**EXERCISE REQUIREMENTS:**
Which lines below include "fixes"? Copy them all.
═════ RECORDS SHOWN
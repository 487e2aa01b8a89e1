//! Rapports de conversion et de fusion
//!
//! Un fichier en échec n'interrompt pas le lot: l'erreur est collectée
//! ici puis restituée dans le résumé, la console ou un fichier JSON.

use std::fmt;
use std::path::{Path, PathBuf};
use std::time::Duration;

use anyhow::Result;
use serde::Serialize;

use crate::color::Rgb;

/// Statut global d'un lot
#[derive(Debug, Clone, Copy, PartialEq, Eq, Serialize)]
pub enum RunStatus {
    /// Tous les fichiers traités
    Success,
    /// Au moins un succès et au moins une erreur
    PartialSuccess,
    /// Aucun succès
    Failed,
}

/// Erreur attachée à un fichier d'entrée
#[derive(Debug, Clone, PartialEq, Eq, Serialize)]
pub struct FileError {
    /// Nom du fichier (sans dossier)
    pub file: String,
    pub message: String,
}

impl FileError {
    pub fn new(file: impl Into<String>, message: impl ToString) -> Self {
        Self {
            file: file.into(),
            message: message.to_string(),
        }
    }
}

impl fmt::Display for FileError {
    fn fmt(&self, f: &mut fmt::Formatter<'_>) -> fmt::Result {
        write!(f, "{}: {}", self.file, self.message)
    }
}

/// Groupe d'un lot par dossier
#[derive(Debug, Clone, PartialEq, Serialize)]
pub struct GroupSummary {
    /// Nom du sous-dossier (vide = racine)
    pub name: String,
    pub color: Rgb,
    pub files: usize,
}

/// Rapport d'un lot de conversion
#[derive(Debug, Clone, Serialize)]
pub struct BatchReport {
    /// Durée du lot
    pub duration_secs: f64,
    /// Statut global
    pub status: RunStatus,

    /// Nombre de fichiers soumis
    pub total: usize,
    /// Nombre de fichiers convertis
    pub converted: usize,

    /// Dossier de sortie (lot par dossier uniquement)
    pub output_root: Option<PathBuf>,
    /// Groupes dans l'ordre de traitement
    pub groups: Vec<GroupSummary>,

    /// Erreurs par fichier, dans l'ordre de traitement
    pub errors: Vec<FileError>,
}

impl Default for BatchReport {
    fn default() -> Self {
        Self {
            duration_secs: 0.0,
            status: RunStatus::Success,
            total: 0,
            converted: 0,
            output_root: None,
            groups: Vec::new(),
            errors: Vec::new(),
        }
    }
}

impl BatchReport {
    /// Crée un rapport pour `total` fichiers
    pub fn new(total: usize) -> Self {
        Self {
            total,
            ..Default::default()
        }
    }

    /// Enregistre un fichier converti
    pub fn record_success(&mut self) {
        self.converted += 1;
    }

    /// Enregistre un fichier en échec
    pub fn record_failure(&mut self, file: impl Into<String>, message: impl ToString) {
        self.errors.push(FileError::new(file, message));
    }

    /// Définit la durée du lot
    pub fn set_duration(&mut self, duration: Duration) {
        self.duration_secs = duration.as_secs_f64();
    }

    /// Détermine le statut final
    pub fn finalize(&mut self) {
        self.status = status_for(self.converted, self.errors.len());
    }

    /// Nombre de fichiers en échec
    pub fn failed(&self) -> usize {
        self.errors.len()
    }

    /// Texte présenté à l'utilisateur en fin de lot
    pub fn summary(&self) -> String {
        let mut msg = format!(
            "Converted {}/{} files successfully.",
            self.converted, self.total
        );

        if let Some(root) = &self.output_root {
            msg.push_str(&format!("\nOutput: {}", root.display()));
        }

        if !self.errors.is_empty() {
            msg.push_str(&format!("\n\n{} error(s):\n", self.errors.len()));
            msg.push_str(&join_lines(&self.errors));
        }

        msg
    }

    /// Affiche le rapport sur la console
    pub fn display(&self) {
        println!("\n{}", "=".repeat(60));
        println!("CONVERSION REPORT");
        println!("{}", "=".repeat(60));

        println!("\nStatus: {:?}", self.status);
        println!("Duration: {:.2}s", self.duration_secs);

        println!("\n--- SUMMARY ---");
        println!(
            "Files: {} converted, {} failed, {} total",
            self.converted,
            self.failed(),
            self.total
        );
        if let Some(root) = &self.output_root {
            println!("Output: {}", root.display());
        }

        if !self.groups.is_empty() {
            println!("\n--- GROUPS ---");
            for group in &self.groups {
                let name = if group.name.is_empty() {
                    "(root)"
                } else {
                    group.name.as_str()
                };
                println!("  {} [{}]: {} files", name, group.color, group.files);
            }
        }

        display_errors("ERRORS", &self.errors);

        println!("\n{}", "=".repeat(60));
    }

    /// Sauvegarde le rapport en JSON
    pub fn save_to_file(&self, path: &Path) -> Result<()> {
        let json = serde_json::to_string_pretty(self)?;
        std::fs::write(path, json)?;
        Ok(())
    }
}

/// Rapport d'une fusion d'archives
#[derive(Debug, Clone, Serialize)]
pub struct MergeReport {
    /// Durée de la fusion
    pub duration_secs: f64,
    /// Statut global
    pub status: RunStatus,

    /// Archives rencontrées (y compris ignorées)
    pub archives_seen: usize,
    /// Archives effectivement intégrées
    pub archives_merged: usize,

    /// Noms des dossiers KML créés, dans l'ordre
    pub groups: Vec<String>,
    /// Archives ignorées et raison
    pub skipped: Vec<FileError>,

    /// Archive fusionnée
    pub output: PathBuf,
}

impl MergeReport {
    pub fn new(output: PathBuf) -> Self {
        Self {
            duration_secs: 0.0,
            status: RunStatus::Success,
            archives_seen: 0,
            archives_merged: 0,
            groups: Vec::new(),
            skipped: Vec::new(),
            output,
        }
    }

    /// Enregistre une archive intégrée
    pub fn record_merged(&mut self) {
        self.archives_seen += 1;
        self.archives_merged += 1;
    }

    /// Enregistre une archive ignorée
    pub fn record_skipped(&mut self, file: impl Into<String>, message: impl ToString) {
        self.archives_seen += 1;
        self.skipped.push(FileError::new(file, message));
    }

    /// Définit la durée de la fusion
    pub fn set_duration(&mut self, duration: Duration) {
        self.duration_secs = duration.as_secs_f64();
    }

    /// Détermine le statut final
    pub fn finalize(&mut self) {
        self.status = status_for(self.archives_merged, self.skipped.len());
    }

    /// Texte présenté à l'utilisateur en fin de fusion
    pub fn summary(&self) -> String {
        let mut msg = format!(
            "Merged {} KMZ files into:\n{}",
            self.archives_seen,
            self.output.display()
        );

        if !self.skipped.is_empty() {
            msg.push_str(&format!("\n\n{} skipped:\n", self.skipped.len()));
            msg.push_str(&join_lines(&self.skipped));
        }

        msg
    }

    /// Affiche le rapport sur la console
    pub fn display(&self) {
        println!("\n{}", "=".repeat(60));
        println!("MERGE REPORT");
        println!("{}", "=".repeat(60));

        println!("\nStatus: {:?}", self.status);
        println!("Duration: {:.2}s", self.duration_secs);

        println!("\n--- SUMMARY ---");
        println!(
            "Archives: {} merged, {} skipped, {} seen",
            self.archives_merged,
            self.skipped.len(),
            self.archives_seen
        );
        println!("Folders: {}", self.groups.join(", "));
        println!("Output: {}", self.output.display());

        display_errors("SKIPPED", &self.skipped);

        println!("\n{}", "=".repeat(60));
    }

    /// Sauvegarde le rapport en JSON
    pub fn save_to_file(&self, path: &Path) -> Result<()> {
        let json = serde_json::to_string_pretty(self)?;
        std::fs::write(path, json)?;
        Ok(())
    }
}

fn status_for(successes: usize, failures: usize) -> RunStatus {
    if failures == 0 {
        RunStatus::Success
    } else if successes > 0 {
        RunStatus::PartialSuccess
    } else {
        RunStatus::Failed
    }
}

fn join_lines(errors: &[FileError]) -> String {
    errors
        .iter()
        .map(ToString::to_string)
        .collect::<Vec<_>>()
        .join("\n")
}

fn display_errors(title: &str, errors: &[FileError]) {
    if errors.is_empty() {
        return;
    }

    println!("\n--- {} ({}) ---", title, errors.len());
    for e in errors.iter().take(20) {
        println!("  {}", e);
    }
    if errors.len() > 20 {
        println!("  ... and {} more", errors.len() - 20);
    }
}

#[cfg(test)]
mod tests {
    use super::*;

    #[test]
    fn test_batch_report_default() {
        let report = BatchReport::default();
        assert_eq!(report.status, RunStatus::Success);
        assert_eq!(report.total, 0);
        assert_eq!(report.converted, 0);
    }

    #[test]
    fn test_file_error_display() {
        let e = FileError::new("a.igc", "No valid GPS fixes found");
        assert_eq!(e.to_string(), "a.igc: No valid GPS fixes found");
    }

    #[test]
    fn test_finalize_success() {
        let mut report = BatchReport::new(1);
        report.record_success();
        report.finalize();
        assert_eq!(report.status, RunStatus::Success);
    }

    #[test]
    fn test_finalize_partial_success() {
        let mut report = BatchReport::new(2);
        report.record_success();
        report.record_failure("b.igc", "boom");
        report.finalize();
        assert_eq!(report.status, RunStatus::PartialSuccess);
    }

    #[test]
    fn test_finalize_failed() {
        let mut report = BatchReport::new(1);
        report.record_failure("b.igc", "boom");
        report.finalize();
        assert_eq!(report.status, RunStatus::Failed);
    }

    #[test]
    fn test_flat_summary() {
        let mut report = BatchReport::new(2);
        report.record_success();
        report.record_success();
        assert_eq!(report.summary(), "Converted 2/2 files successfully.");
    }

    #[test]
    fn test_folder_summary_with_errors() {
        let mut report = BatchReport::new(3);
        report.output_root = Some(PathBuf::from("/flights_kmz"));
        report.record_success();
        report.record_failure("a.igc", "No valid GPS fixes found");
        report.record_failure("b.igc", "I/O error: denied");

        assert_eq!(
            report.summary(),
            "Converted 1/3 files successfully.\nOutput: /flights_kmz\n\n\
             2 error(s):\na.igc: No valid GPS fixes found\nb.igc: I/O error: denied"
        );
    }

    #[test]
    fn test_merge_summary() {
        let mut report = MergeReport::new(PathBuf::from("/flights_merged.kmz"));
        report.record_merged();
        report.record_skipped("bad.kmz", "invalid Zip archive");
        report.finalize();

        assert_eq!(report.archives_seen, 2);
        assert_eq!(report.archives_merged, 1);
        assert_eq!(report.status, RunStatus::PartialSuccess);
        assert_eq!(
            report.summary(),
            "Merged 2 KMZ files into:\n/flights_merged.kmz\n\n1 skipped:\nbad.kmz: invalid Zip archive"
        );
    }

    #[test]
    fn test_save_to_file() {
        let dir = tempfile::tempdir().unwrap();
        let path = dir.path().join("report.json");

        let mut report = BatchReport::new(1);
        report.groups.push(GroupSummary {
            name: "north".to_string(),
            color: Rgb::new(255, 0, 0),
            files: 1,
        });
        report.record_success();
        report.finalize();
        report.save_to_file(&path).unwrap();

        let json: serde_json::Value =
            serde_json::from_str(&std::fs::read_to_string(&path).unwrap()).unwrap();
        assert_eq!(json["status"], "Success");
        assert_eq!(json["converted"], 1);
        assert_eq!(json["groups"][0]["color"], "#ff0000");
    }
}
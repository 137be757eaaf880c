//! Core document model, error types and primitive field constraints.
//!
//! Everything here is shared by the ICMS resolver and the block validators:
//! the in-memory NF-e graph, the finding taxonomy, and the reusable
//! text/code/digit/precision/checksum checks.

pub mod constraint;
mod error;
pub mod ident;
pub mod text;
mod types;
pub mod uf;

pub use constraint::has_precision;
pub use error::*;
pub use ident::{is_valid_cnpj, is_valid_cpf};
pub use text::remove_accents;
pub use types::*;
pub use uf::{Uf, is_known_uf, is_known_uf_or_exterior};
══════════
**OUTPUT FOR THIS EXERCISE:**
        let e = FileError::new("a.igc", "No valid GPS fixes found");
        assert_eq!(e.to_string(), "a.igc: No valid GPS fixes found");
        report.record_failure("a.igc", "No valid GPS fixes found");
             2 error(s):\na.igc: No valid GPS fixes found\nb.igc: I/O error: denied"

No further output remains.